Stored items:
* * * * *

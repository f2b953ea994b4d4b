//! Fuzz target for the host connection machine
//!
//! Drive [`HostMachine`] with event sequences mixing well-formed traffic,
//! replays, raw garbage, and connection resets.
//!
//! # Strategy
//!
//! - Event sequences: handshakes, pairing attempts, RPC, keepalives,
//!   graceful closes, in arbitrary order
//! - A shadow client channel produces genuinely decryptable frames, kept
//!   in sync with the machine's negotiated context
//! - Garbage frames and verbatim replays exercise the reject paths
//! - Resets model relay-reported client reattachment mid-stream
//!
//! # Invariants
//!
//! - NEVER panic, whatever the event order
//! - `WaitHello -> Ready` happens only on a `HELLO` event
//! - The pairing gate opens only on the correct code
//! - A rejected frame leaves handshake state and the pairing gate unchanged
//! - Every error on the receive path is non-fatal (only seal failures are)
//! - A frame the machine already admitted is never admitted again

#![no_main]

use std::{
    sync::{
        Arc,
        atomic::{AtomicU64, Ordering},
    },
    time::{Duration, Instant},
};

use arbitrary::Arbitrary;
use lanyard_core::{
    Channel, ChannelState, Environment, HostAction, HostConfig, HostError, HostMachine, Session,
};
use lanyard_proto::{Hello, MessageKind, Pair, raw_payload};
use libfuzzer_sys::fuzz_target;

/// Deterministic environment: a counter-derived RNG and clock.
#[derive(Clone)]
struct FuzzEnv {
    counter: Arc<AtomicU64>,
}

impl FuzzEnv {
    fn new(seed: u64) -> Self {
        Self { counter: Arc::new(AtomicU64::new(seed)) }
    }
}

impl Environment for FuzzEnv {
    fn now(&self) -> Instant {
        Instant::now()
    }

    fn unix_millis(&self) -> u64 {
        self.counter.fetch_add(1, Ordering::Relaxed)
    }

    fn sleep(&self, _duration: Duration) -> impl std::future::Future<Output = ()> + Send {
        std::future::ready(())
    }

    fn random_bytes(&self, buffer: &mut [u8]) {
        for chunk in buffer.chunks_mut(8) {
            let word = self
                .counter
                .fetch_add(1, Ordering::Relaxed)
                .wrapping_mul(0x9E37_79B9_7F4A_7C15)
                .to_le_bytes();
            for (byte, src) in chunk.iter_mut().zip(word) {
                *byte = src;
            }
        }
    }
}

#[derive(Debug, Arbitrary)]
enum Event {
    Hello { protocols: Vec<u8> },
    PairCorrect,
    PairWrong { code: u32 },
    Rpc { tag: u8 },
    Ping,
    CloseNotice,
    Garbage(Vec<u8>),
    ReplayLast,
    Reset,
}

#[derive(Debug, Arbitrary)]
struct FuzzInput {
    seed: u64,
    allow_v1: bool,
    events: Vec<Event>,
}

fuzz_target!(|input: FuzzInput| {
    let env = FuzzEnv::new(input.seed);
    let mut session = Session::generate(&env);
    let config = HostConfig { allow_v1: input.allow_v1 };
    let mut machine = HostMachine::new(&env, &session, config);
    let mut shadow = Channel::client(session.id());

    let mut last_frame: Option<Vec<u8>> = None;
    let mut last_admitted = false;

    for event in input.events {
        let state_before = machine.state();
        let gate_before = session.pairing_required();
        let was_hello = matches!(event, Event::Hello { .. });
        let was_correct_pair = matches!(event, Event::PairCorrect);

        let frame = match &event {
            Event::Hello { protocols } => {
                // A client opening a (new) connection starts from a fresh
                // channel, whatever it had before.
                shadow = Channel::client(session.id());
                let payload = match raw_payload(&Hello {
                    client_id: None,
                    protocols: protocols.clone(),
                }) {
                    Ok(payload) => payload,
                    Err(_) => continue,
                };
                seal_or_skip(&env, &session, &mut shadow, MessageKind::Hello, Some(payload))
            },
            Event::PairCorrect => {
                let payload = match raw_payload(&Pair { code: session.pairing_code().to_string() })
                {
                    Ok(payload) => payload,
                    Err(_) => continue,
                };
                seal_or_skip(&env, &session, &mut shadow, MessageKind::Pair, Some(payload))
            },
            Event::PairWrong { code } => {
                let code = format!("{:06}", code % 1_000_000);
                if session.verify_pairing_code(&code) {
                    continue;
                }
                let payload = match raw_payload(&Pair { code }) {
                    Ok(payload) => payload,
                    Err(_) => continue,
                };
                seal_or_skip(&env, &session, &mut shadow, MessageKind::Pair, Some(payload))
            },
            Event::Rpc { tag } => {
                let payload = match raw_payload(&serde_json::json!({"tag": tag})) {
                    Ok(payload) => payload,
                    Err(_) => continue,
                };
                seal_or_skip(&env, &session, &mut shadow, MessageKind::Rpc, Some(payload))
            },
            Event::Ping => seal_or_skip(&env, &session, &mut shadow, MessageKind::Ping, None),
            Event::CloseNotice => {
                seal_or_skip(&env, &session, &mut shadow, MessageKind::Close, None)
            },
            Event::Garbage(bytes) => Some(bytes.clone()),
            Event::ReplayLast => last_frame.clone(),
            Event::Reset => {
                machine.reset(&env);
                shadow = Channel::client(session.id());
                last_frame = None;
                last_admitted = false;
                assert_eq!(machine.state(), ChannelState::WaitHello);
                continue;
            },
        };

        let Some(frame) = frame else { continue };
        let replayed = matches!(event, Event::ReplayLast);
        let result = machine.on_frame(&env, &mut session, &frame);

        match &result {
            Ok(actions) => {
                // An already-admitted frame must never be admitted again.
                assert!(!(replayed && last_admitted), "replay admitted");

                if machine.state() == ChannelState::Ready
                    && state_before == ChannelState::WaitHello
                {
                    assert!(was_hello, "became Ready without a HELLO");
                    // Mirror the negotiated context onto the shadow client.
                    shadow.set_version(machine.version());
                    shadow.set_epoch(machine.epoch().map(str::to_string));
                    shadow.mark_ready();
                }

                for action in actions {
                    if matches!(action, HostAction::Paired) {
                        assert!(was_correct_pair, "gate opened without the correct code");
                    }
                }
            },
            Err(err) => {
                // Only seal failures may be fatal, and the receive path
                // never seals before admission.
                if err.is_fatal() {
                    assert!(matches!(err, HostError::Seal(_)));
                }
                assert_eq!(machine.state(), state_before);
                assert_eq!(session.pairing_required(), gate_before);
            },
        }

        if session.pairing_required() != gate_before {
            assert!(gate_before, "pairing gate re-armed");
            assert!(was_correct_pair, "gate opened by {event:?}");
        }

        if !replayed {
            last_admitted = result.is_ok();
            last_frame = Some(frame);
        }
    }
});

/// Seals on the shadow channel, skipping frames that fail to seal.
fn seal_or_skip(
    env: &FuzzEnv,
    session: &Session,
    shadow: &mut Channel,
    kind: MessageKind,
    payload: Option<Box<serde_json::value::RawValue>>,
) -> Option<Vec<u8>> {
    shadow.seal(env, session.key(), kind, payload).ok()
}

* * * * *

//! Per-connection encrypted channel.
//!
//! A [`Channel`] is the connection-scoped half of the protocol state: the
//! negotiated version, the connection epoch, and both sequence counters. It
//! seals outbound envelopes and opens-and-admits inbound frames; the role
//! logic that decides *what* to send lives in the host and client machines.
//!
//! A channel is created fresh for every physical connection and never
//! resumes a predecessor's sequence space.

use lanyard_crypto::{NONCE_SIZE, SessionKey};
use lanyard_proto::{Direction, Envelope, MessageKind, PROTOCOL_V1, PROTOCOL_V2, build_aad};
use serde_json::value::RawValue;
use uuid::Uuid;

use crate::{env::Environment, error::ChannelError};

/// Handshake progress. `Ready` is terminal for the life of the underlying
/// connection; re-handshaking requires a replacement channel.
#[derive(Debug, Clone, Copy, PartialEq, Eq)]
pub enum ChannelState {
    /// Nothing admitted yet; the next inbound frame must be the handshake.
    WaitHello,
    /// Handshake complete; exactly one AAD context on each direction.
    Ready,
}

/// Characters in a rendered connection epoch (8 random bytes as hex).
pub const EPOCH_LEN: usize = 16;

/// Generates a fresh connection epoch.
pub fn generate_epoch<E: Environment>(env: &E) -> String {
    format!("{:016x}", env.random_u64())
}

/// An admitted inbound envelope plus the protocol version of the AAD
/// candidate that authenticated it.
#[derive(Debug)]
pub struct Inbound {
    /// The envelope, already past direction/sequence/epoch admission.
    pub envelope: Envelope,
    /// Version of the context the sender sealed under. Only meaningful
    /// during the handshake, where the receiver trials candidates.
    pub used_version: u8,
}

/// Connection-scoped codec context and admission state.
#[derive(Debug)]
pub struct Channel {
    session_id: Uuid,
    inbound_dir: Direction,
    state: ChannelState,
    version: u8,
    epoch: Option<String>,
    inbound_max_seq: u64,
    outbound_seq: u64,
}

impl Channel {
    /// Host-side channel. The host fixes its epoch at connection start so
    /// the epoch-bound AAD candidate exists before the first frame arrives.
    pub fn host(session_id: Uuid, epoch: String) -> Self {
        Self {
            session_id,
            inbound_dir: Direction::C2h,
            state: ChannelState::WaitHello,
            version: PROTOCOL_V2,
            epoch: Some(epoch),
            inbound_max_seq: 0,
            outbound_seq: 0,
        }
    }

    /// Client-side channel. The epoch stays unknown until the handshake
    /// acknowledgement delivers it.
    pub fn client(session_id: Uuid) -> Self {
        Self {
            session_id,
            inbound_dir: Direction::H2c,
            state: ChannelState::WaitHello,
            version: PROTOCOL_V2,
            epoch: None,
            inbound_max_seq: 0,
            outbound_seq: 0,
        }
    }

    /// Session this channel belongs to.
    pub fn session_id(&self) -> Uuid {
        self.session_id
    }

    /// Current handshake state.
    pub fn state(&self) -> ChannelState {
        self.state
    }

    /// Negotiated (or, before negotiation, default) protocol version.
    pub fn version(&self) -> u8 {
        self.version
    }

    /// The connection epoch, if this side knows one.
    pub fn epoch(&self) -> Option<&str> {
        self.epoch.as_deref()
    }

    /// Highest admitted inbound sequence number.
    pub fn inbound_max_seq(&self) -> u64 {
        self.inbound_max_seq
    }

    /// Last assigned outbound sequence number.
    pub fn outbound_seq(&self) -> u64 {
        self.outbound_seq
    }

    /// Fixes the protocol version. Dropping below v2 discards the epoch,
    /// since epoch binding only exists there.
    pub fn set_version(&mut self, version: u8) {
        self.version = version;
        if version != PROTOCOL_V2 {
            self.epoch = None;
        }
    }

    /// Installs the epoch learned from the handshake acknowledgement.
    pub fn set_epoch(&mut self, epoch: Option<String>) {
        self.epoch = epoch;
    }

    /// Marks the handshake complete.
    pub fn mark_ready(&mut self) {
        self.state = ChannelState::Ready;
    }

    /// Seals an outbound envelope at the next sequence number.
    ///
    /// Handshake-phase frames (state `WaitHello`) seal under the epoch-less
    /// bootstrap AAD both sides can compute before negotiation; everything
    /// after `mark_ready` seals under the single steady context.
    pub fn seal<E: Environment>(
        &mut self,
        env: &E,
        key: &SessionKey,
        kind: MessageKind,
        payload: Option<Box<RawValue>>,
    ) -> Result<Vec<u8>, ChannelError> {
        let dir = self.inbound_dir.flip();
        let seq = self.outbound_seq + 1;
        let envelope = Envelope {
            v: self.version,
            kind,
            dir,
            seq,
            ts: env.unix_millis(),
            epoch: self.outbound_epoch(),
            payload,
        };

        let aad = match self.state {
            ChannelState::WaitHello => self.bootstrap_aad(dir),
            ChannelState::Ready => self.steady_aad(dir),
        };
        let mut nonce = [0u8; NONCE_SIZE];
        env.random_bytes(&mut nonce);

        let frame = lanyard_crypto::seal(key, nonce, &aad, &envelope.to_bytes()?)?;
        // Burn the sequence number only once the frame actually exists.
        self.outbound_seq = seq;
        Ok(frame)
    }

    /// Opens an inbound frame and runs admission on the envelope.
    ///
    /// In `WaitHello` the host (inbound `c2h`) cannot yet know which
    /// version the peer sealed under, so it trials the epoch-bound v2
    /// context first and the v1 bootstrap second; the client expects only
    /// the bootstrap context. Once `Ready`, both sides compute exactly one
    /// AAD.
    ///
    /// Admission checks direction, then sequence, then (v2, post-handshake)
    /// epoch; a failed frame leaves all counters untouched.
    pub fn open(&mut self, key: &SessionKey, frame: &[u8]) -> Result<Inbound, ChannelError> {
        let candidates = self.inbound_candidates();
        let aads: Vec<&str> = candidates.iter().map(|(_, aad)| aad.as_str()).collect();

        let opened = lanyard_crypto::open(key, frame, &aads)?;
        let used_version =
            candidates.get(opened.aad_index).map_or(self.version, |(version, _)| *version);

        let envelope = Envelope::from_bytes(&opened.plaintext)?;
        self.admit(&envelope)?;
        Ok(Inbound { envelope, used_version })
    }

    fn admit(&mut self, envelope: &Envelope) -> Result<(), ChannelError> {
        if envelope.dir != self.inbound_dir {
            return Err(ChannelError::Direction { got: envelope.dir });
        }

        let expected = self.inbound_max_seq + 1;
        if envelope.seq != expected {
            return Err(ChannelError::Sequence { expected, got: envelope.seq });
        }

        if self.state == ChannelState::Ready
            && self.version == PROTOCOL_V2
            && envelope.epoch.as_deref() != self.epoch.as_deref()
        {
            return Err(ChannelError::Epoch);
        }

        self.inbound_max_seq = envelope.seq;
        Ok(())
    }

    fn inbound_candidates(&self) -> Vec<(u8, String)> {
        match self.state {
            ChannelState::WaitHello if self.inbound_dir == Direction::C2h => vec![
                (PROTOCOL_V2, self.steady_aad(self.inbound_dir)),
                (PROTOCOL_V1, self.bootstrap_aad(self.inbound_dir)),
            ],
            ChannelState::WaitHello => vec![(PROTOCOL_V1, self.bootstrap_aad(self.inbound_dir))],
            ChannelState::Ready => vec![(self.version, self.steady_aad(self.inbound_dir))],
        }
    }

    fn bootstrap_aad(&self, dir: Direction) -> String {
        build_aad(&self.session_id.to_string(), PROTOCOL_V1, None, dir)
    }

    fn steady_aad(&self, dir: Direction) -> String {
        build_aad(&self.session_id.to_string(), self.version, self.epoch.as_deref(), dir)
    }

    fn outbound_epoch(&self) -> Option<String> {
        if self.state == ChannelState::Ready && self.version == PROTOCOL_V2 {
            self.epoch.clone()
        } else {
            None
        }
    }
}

* * * * *

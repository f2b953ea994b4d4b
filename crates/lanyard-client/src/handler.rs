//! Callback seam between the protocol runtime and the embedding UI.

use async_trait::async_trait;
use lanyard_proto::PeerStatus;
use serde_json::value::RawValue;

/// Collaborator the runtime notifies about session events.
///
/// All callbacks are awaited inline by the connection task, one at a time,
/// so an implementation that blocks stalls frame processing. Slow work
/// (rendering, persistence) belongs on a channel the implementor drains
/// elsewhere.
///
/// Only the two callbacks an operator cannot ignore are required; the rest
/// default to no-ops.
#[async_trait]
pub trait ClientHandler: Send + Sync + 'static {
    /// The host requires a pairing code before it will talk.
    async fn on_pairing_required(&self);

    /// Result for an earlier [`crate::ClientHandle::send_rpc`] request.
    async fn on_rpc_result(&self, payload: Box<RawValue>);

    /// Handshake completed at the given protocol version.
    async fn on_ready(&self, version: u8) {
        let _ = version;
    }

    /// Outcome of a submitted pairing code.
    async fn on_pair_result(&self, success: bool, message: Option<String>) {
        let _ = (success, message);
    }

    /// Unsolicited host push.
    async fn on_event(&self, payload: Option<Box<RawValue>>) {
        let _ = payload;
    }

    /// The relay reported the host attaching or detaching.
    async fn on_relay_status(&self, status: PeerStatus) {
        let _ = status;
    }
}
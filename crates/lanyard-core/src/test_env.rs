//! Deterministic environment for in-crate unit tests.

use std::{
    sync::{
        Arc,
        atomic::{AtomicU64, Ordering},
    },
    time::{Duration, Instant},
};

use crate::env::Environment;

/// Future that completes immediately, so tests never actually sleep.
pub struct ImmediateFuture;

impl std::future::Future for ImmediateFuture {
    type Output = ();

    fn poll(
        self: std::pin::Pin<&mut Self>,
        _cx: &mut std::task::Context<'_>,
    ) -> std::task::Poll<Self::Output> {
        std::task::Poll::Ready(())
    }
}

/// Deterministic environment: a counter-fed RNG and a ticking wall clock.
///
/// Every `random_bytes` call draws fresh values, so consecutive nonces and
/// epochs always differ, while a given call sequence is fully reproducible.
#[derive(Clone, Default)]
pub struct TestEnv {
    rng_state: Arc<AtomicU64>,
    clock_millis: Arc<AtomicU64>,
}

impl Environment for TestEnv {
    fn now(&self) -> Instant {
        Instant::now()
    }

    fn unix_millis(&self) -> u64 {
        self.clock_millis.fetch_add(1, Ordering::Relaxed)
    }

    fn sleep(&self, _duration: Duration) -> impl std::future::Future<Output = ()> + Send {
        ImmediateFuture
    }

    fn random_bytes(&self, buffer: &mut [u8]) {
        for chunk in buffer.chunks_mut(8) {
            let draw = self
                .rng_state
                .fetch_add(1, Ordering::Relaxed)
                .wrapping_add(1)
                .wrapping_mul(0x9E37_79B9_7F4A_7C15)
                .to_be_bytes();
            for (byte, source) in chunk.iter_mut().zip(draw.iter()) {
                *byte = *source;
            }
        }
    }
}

* * * * *

• Goal of the exercise:
Begin at the line above that has "with event sequences" and stop after the line that has "machine's negotiated context", copying each line exactly and adding nothing else.

• Exercise answer:
//! Drive [`HostMachine`] with event sequences mixing well-formed traffic,
//! replays, raw garbage, and connection resets.
//!
//! # Strategy
//!
//! - Event sequences: handshakes, pairing attempts, RPC, keepalives,
//!   graceful closes, in arbitrary order
//! - A shadow client channel produces genuinely decryptable frames, kept
//!   in sync with the machine's negotiated context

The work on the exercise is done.